Research Project
Multimodal Entity Linking with Vision and Text on WikiData
Supervisor: Dr. Mehwish Alam
December 2024 – Ongoing
This repository contains code and data for MMEL, a research project exploring how to link visual and textual content to WikiData entities (QIDs). We:
- Fine-tune two vision-language models (CLIP and LLAVA NEXT) on paired images & text.
- Map learned embeddings to WikiData Knowledge Graph by computing QID similarities.
- Extend the pipeline to multi-entity images and videos.
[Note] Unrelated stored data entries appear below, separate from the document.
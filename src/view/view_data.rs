/// One entry of a graph set's zoom history
///
/// Holds one `ScaleData` per spectrum of the set. All entries share the X
/// range; Y ranges are shared only when every spectrum has the same Y units
/// and user Y factor.
use serde::{Deserialize, Serialize};

use super::scale::ScaleData;
use crate::data::coordinate;
use crate::data::Spectrum;

/// Which spectra a Y scaling request applies to
#[derive(Debug, Clone, Copy, PartialEq, Eq)]
pub enum ScaleTarget {
    All,
    Spectrum(usize),
    /// Intensity range of a 2D image
    TwoD,
}

#[derive(Debug, Clone, PartialEq, Serialize, Deserialize)]
pub struct ViewData {
    pub scales: Vec<ScaleData>,
    pub min_y_2d: f64,
    pub max_y_2d: f64,
    pub spec_shift: f64,
    pub single_y_scale: bool,
}

/// Y range of `[start, end]` after the spectrum's user factor is applied.
///
/// A 2D spectrum takes the range over all of its rows.
fn user_y_range(spec: &Spectrum, start: usize, end: usize) -> (f64, f64) {
    let (lo, hi) = if spec.is_1d() || spec.subspectra.is_empty() {
        (
            coordinate::min_y(&spec.coords, start, end),
            coordinate::max_y(&spec.coords, start, end),
        )
    } else {
        spec.subspectra.iter().fold((f64::INFINITY, f64::NEG_INFINITY), |(lo, hi), row| {
            (
                lo.min(coordinate::min_y(&row.coords, start, end)),
                hi.max(coordinate::max_y(&row.coords, start, end)),
            )
        })
    };
    let f = spec.user_y_factor;
    let r = spec.y_ref;
    let a = (lo - r) * f + r;
    let b = (hi - r) * f + r;
    (a.min(b), a.max(b))
}

impl ViewData {
    /// Build a view over the given windows (inclusive sample indices).
    ///
    /// `y_range` overrides the data Y range for every spectrum when its bounds
    /// differ.
    pub fn new(
        spectra: &[&Spectrum],
        windows: &[(usize, usize)],
        y_range: Option<(f64, f64)>,
        x_divisions: u32,
        y_divisions: u32,
    ) -> Self {
        let continuous = spectra.first().map_or(true, |s| s.continuous);
        let single_y_scale = spectra.iter().all(|s| {
            s.y_units == spectra[0].y_units && s.user_y_factor == spectra[0].user_y_factor
        });

        let mut min_x = f64::INFINITY;
        let mut max_x = f64::NEG_INFINITY;
        let mut y_ranges = Vec::with_capacity(spectra.len());
        for (spec, &(start, end)) in spectra.iter().zip(windows) {
            min_x = min_x.min(coordinate::min_x(&spec.coords, start, end));
            max_x = max_x.max(coordinate::max_x(&spec.coords, start, end));
            y_ranges.push(user_y_range(spec, start, end));
        }
        if !min_x.is_finite() || !max_x.is_finite() {
            min_x = 0.0;
            max_x = 1.0;
        }
        if single_y_scale {
            let lo = y_ranges.iter().fold(f64::INFINITY, |m, r| m.min(r.0));
            let hi = y_ranges.iter().fold(f64::NEG_INFINITY, |m, r| m.max(r.1));
            for r in y_ranges.iter_mut() {
                *r = (lo, hi);
            }
        }
        if let Some((y1, y2)) = y_range {
            if y1 != y2 {
                for r in y_ranges.iter_mut() {
                    *r = (y1.min(y2), y1.max(y2));
                }
            }
        }

        let scales = spectra
            .iter()
            .zip(windows)
            .zip(y_ranges)
            .map(|((spec, &(start, end)), (lo, hi))| {
                let lo = if lo.is_finite() { lo } else { 0.0 };
                let hi = if hi.is_finite() { hi } else { 1.0 };
                let mut s = ScaleData::from_range(
                    min_x,
                    max_x,
                    lo,
                    hi,
                    x_divisions,
                    y_divisions,
                    continuous,
                );
                s.set_window(start, end);
                s.spectrum_y_ref = spec.y_ref;
                s.user_y_factor = spec.user_y_factor;
                s
            })
            .collect();

        let mut view = Self {
            scales,
            min_y_2d: 0.0,
            max_y_2d: 0.0,
            spec_shift: 0.0,
            single_y_scale,
        };
        if let Some(spec) = spectra.first() {
            if !spec.is_1d() {
                view.set_min_max_y_2d(spec);
            }
        }
        view
    }

    /// Full-range view of every spectrum.
    pub fn full(spectra: &[&Spectrum], x_divisions: u32, y_divisions: u32) -> Self {
        let windows: Vec<(usize, usize)> = spectra
            .iter()
            .map(|s| (0, s.coords.len().saturating_sub(1)))
            .collect();
        Self::new(spectra, &windows, None, x_divisions, y_divisions)
    }

    /// Sample windows covering `[init_x, final_x]` in every spectrum.
    ///
    /// Each window starts at the first sample at or beyond `init_x` and ends
    /// just before the first sample at or beyond `final_x`. Returns `None`
    /// unless every spectrum keeps at least `min_points` samples.
    pub fn data_point_indices(
        spectra: &[&Spectrum],
        init_x: f64,
        final_x: f64,
        min_points: usize,
    ) -> Option<Vec<(usize, usize)>> {
        spectra
            .iter()
            .map(|spec| {
                let n = spec.coords.len();
                if n == 0 {
                    return None;
                }
                let increasing = spec.is_increasing();
                // scan in ascending x whatever the storage order
                let x_at = |k: usize| {
                    if increasing {
                        spec.coords[k].x
                    } else {
                        spec.coords[n - 1 - k].x
                    }
                };
                let mut k = 0;
                while k < n && x_at(k) < init_x {
                    k += 1;
                }
                if k == n {
                    return None;
                }
                let start = k;
                let mut count = 0;
                while k < n {
                    count += 1;
                    if x_at(k) >= final_x {
                        break;
                    }
                    k += 1;
                }
                let end = k.min(n).saturating_sub(1).max(start);
                if count < min_points {
                    return None;
                }
                Some(if increasing {
                    (start, end)
                } else {
                    (n - 1 - end, n - 1 - start)
                })
            })
            .collect()
    }

    pub fn len(&self) -> usize {
        self.scales.len()
    }

    pub fn is_empty(&self) -> bool {
        self.scales.is_empty()
    }

    /// Scale of spectrum `i` (the first one when out of range).
    pub fn scale(&self, i: usize) -> &ScaleData {
        &self.scales[i.min(self.scales.len().saturating_sub(1))]
    }

    pub fn min_x(&self) -> f64 {
        self.scales.first().map_or(0.0, |s| s.min_x)
    }

    pub fn max_x(&self) -> f64 {
        self.scales.first().map_or(1.0, |s| s.max_x)
    }

    pub fn min_x_on_scale(&self) -> f64 {
        self.scales.first().map_or(0.0, |s| s.min_x_on_scale)
    }

    pub fn max_x_on_scale(&self) -> f64 {
        self.scales.first().map_or(1.0, |s| s.max_x_on_scale)
    }

    pub fn is_in_range_x(&self, x: f64) -> bool {
        self.scales.first().is_some_and(|s| s.is_in_range_x(x))
    }

    pub fn set_x_range(&mut self, x1: f64, x2: f64) {
        for s in self.scales.iter_mut() {
            s.set_x_range(x1, x2);
        }
    }

    pub fn set_min_max_y_2d(&mut self, spec: &Spectrum) {
        let (lo, hi) = spec
            .subspectra
            .iter()
            .fold((f64::MAX, -f64::MAX), |(lo, hi), row| {
                (lo.min(row.y2d), hi.max(row.y2d))
            });
        if lo <= hi {
            self.min_y_2d = lo;
            self.max_y_2d = hi;
        }
    }

    pub fn reset_scale_factors(&mut self) {
        for s in self.scales.iter_mut() {
            s.spectrum_scale_factor = 1.0;
        }
    }

    /// `None` resets every factor to 1.
    pub fn set_scale_factor(&mut self, i: Option<usize>, f: f64) {
        if f == 0.0 {
            return;
        }
        match i {
            None => self.reset_scale_factors(),
            Some(i) => {
                if let Some(s) = self.scales.get_mut(i) {
                    s.spectrum_scale_factor = f;
                }
            }
        }
    }

    pub fn scale_spectrum(&mut self, target: ScaleTarget, f: f64) {
        if f == 0.0 {
            return;
        }
        match target {
            ScaleTarget::All => {
                for s in self.scales.iter_mut() {
                    s.spectrum_scale_factor *= f;
                }
            }
            ScaleTarget::Spectrum(i) => {
                if let Some(s) = self.scales.get_mut(i) {
                    s.spectrum_scale_factor *= f;
                }
            }
            ScaleTarget::TwoD => {
                for s in self.scales.iter_mut() {
                    if f == 1.0 {
                        s.min_y = s.init_min_y;
                        s.max_y = s.init_max_y;
                    } else {
                        let dy = s.max_y - s.min_y;
                        s.max_y = s.min_y + dy / f;
                    }
                }
            }
        }
    }

    pub fn spectrum_scale_factor(&self, i: usize) -> f64 {
        self.scales.get(i).map_or(1.0, |s| s.spectrum_scale_factor)
    }

    /// Carry the per-spectrum scaling of `from` into this view.
    pub fn copy_scale_factors(&mut self, from: &ViewData) {
        for (s, f) in self.scales.iter_mut().zip(&from.scales) {
            s.spectrum_scale_factor = f.spectrum_scale_factor;
            s.user_y_factor = f.user_y_factor;
            s.spectrum_y_ref = f.spectrum_y_ref;
            s.init_min_y_on_scale = f.init_min_y_on_scale;
            s.init_max_y_on_scale = f.init_max_y_on_scale;
        }
    }

    /// Effective Y axis of spectrum `i` under its scale factor.
    ///
    /// An unscaled spectrum gets its own rounded range. A scaled one divides
    /// the initial on-scale range about its Y reference, clamped into that
    /// range.
    pub fn axis_scale(&self, i: usize) -> ScaleData {
        let mut a = self.scale(i).clone();
        let f = a.spectrum_scale_factor;
        if f == 1.0 {
            a.set_y_scale(a.min_y, a.max_y, true);
            return a;
        }
        let lo = a.init_min_y_on_scale;
        let hi = a.init_max_y_on_scale;
        let r = a.spectrum_y_ref.max(lo.min(hi)).min(hi.max(lo));
        a.set_y_scale((lo - r) / f + r, (hi - r) / f + r, false);
        a
    }

    pub fn un_scale_y(&self, i: usize, y: f64) -> f64 {
        y * self.spectrum_scale_factor(i)
    }

    pub fn are_y_scales_same(&self, i: usize, j: usize) -> bool {
        match (self.scales.get(i), self.scales.get(j)) {
            (Some(a), Some(b)) => {
                a.spectrum_scale_factor == b.spectrum_scale_factor
                    && a.spectrum_y_ref == b.spectrum_y_ref
                    && a.user_y_factor == b.user_y_factor
            }
            _ => false,
        }
    }

    pub fn add_spec_shift(&mut self, dx: f64) {
        self.spec_shift += dx;
        for s in self.scales.iter_mut() {
            s.add_spec_shift(dx);
        }
    }
}

#[cfg(test)]
mod tests {
    use super::*;
    use crate::data::{Coordinate, Nucleus};
    use approx::assert_relative_eq;

    fn ramp(n: usize, scale: f64) -> Spectrum {
        let coords = (0..n)
            .map(|i| Coordinate::new(i as f64, scale * (i as f64).sin()))
            .collect();
        Spectrum::new("ramp", coords)
    }

    #[test]
    fn test_full_view_shares_x_range() {
        let a = ramp(20, 1.0);
        let mut b = ramp(10, 3.0);
        b.y_units = "other".into();
        let view = ViewData::full(&[&a, &b], 14, 10);
        assert_eq!(view.len(), 2);
        assert!(!view.single_y_scale);
        assert_eq!(view.scale(0).max_x, 19.0);
        assert_eq!(view.scale(1).max_x, 19.0);
        assert!(view.scale(1).max_y > view.scale(0).max_y);
    }

    #[test]
    fn test_single_y_scale_merges_ranges() {
        let a = ramp(20, 1.0);
        let b = ramp(20, 3.0);
        let view = ViewData::full(&[&a, &b], 14, 10);
        assert!(view.single_y_scale);
        assert_eq!(view.scale(0).max_y, view.scale(1).max_y);
    }

    #[test]
    fn test_indices_follow_scan() {
        let a = ramp(10, 1.0);
        let w = ViewData::data_point_indices(&[&a], 2.5, 6.0, 3);
        assert_eq!(w, Some(vec![(3, 5)]));
        assert_eq!(ViewData::data_point_indices(&[&a], 2.5, 3.5, 3), None);
        assert_eq!(ViewData::data_point_indices(&[&a], 20.0, 30.0, 1), None);
    }

    #[test]
    fn test_indices_on_descending_storage() {
        let coords = (0..10).rev().map(|i| Coordinate::new(i as f64, 0.0)).collect();
        let d = Spectrum::nmr("d", Nucleus::H1, 400.0, coords);
        let w = ViewData::data_point_indices(&[&d], 2.5, 6.0, 3).unwrap();
        // x = 9..0 stored; ascending window covers x 3, 4, 5
        assert_eq!(w, vec![(4, 6)]);
        assert_eq!(d.coords[4].x, 5.0);
        assert_eq!(d.coords[6].x, 3.0);
    }

    #[test]
    fn test_scale_factor_does_not_touch_ranges() {
        let a = ramp(20, 10.0);
        let mut view = ViewData::full(&[&a], 14, 10);
        let before = view.scale(0).clone();
        view.scale_spectrum(ScaleTarget::Spectrum(0), 2.0);
        assert_eq!(view.spectrum_scale_factor(0), 2.0);
        assert_eq!(view.scale(0).min_y, before.min_y);
        assert_eq!(view.scale(0).max_y_on_scale, before.max_y_on_scale);
        let axis = view.axis_scale(0);
        assert_relative_eq!(
            axis.max_y_on_scale - axis.min_y_on_scale,
            (before.max_y_on_scale - before.min_y_on_scale) / 2.0
        );
        assert_relative_eq!(view.un_scale_y(0, 3.0), 6.0);
        view.set_scale_factor(None, 1.0);
        assert_eq!(view.spectrum_scale_factor(0), 1.0);
    }

    #[test]
    fn test_two_d_scale_and_restore() {
        let a = ramp(20, 10.0);
        let mut view = ViewData::full(&[&a], 14, 10);
        let (lo, hi) = (view.scale(0).min_y, view.scale(0).max_y);
        view.scale_spectrum(ScaleTarget::TwoD, 2.0);
        assert_relative_eq!(view.scale(0).max_y, lo + (hi - lo) / 2.0);
        view.scale_spectrum(ScaleTarget::TwoD, 1.0);
        assert_eq!(view.scale(0).max_y, hi);
    }

    #[test]
    fn test_y_scales_same_and_copy() {
        let a = ramp(20, 1.0);
        let b = ramp(20, 1.0);
        let mut v1 = ViewData::full(&[&a, &b], 14, 10);
        assert!(v1.are_y_scales_same(0, 1));
        v1.scale_spectrum(ScaleTarget::Spectrum(1), 4.0);
        assert!(!v1.are_y_scales_same(0, 1));
        let mut v2 = ViewData::full(&[&a, &b], 14, 10);
        v2.copy_scale_factors(&v1);
        assert_eq!(v2.spectrum_scale_factor(1), 4.0);
    }

    #[test]
    fn test_spec_shift_moves_x() {
        let a = ramp(10, 1.0);
        let mut view = ViewData::full(&[&a], 14, 10);
        view.add_spec_shift(0.5);
        assert_eq!(view.min_x(), 0.5);
        assert_eq!(view.max_x_on_scale(), 9.5);
        assert_eq!(view.spec_shift, 0.5);
    }
}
- Analyze “dark spots” in VLM predictions—masking behaviors on sensitive or under-represented data.
MMEL/
├── Data/ # Raw & preprocessed datasets
│ ├── images/ # Image assets
│ └── text/ # Text captions / labels
│
├── fine_tune_models/ # Scripts & configs to fine-tune CLIP, LLAVA NEXT
│ ├── train_clip.py
│ └── train_llava.py
│
├── lava_predictions/ # Stored inference outputs from LLAVA NEXT
│
├── test_and_vis/ # Evaluation scripts & visualization notebooks
│
├── .gitignore
├── dataset_analysis.py # Exploratory data analysis
├── embedding_similarity.py # QID similarity mapping
├── llava_vlm.py # LLAVA NEXT wrapper & helper functions
├── model.py # Unified model definitions
├── read_predictions.py # Loader for prediction files
├── test.py # End-to-end pipeline runner
├── utils.py # Common utilities
├── vlm_models.py # CLIP / other VLM wrappers
└── wikidata_linking.py # Core linking logic to WikiData KG